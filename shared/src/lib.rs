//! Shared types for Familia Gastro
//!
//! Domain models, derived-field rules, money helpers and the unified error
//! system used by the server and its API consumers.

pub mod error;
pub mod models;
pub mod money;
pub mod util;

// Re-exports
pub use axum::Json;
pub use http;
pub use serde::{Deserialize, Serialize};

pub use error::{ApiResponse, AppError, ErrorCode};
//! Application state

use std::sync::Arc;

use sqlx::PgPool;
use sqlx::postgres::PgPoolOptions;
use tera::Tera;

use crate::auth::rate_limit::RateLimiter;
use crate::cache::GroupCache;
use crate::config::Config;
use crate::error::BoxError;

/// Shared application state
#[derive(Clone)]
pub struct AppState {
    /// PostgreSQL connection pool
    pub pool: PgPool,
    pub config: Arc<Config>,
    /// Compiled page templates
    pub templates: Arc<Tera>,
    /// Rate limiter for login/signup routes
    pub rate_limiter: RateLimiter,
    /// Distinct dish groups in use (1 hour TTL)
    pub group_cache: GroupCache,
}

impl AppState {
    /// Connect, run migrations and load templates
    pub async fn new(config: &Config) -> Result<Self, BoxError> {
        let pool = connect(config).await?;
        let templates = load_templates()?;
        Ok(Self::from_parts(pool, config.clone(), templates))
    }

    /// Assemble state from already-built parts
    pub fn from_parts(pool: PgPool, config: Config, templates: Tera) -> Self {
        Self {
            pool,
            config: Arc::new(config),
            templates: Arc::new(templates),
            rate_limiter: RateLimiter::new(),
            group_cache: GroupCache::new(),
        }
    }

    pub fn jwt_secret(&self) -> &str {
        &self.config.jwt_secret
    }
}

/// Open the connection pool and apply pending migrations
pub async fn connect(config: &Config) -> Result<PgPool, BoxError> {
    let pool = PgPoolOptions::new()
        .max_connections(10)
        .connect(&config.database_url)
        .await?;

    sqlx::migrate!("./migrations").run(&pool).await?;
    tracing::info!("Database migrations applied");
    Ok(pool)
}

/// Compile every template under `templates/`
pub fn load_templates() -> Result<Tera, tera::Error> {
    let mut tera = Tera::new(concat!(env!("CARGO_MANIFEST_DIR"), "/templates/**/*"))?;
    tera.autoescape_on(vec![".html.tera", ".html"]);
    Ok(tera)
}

* [ASSIGNMENT]: Each entry needs to be copied out exactly as written.

* [FINAL ANSWER]:
filename shared/src/lib.rs
//! Shared types for Familia Gastro
//!
//! Domain models, derived-field rules, money helpers and the unified error
//! system used by the server and its API consumers.

pub mod error;
pub mod models;
pub mod money;
pub mod util;

// Re-exports
pub use axum::Json;
pub use http;
pub use serde::{Deserialize, Serialize};

pub use error::{ApiResponse, AppError, ErrorCode};
//! Application state

use std::sync::Arc;

use sqlx::PgPool;
use sqlx::postgres::PgPoolOptions;
use tera::Tera;

use crate::auth::rate_limit::RateLimiter;
use crate::cache::GroupCache;
use crate::config::Config;
use crate::error::BoxError;

/// Shared application state
#[derive(Clone)]
pub struct AppState {
    /// PostgreSQL connection pool
    pub pool: PgPool,
    pub config: Arc<Config>,
    /// Compiled page templates
    pub templates: Arc<Tera>,
    /// Rate limiter for login/signup routes
    pub rate_limiter: RateLimiter,
    /// Distinct dish groups in use (1 hour TTL)
    pub group_cache: GroupCache,
}

impl AppState {
    /// Connect, run migrations and load templates
    pub async fn new(config: &Config) -> Result<Self, BoxError> {
        let pool = connect(config).await?;
        let templates = load_templates()?;
        Ok(Self::from_parts(pool, config.clone(), templates))
    }

    /// Assemble state from already-built parts
    pub fn from_parts(pool: PgPool, config: Config, templates: Tera) -> Self {
        Self {
            pool,
            config: Arc::new(config),
            templates: Arc::new(templates),
            rate_limiter: RateLimiter::new(),
            group_cache: GroupCache::new(),
        }
    }

    pub fn jwt_secret(&self) -> &str {
        &self.config.jwt_secret
    }
}

/// Open the connection pool and apply pending migrations
pub async fn connect(config: &Config) -> Result<PgPool, BoxError> {
    let pool = PgPoolOptions::new()
        .max_connections(10)
        .connect(&config.database_url)
        .await?;

    sqlx::migrate!("./migrations").run(&pool).await?;
    tracing::info!("Database migrations applied");
    Ok(pool)
}

/// Compile every template under `templates/`
pub fn load_templates() -> Result<Tera, tera::Error> {
    let mut tera = Tera::new(concat!(env!("CARGO_MANIFEST_DIR"), "/templates/**/*"))?;
    tera.autoescape_on(vec![".html.tera", ".html"]);
    Ok(tera)
}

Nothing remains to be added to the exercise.